_What is being asked_
Where the records below show the word "than" in a line, please copy that line.

'''

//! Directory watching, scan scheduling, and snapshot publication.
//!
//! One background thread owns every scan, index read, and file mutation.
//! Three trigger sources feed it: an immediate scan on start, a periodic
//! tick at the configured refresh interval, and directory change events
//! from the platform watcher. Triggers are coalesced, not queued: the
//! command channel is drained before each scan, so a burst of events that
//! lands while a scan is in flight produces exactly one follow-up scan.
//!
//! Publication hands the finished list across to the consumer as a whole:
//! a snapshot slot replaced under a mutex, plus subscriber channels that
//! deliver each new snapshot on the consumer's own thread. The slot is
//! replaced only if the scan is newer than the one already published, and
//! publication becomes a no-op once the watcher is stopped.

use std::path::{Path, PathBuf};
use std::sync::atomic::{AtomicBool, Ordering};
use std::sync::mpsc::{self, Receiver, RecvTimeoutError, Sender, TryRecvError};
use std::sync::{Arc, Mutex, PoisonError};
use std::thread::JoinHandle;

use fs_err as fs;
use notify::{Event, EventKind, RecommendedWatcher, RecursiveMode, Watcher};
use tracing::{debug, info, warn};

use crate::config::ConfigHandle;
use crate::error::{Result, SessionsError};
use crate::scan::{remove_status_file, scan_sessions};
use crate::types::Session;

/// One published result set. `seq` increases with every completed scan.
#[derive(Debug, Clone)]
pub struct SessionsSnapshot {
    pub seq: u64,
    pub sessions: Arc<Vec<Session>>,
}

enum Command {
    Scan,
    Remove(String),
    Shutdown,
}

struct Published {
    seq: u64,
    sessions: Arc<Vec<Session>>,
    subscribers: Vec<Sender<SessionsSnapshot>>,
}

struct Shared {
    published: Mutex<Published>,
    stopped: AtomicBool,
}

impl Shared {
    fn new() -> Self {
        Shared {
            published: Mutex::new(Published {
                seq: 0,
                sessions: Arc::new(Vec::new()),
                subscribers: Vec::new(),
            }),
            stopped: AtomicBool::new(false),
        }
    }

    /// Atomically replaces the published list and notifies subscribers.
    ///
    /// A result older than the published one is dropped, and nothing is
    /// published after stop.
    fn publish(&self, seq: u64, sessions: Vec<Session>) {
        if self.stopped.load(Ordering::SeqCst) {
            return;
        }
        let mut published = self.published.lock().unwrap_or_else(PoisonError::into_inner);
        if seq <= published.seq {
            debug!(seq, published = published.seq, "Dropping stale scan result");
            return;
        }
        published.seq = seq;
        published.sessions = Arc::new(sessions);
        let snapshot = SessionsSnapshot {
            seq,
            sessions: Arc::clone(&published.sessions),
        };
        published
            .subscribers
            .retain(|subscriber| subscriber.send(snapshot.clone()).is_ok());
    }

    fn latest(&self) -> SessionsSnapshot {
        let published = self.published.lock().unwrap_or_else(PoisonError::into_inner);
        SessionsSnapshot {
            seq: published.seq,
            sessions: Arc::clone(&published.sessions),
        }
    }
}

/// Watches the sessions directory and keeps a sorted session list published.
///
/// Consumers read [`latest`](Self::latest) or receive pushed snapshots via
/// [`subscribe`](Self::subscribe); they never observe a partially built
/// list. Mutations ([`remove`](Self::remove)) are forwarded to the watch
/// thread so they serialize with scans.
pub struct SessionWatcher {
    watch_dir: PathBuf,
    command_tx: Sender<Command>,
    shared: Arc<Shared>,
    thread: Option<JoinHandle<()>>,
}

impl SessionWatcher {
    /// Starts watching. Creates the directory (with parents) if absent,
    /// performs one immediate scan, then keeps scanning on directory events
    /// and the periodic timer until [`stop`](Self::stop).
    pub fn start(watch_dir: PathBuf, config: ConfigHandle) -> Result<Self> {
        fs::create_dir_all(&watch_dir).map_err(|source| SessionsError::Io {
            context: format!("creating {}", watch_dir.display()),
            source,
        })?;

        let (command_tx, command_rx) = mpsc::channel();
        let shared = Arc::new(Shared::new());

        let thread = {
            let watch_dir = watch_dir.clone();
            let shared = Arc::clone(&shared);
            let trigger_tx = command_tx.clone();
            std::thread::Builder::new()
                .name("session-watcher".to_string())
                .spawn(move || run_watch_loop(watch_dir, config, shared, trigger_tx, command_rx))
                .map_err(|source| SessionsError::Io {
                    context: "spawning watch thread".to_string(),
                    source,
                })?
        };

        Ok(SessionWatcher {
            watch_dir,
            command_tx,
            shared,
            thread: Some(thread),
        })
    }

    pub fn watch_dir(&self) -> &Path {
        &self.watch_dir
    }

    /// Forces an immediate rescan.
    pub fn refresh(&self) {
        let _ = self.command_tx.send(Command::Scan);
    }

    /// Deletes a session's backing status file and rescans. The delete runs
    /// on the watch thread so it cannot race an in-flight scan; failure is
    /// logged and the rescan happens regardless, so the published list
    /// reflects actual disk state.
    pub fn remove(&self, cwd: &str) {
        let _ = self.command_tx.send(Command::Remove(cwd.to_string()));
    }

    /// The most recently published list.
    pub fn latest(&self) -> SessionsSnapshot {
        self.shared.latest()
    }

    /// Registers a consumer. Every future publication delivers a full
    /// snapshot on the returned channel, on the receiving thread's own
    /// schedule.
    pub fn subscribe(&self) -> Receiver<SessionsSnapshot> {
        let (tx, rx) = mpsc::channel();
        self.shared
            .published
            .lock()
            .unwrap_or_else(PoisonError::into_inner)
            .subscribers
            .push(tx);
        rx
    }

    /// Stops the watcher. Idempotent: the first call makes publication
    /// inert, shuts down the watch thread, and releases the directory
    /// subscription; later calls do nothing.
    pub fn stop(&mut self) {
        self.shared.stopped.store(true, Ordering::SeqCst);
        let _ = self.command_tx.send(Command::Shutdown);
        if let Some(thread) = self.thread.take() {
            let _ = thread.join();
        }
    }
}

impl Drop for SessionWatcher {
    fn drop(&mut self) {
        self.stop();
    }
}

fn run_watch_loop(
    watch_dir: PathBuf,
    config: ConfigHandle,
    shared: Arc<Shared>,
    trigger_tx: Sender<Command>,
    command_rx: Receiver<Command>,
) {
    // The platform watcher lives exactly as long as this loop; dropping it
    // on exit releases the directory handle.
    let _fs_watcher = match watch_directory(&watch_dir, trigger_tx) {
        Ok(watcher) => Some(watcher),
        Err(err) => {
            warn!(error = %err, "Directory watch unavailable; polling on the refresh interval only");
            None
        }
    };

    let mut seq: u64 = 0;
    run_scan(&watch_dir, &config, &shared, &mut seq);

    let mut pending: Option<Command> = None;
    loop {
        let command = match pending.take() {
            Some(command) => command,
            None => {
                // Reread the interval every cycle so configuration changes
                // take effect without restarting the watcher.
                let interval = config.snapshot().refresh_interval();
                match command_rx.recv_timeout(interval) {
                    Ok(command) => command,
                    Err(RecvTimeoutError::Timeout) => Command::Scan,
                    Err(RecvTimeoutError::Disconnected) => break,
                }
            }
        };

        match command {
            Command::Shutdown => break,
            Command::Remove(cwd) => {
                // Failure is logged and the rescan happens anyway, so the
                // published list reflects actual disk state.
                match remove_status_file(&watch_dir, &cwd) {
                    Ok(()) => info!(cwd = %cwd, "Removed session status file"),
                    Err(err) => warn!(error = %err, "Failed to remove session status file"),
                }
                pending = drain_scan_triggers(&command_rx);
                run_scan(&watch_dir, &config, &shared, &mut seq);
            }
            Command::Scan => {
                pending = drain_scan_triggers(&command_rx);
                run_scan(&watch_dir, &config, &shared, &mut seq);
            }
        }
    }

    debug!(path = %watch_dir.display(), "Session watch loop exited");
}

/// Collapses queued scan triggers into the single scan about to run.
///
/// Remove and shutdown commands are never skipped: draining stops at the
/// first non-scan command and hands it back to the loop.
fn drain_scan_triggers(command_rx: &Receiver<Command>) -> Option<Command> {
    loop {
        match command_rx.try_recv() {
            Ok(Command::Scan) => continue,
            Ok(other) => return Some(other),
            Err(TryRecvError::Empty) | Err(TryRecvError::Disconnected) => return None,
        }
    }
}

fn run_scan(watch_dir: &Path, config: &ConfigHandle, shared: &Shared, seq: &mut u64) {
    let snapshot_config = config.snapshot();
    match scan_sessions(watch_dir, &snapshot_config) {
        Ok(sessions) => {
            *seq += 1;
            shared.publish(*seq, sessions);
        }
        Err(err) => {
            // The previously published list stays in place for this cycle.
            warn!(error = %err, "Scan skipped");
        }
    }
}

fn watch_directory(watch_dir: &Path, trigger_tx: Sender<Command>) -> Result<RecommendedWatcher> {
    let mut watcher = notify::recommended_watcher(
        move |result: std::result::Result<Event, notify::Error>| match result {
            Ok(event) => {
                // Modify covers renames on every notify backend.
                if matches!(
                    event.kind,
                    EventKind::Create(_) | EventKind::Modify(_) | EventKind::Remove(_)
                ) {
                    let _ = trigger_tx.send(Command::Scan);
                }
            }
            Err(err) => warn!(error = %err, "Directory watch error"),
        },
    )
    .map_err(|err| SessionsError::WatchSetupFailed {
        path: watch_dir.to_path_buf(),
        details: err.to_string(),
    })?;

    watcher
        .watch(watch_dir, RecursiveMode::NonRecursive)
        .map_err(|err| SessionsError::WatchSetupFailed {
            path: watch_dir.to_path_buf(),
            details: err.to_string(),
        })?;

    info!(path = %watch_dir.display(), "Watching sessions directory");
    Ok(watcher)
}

'''

_Your solution_
//! replaced only if the scan is newer than the one already published, and
    /// A result older than the published one is dropped, and nothing is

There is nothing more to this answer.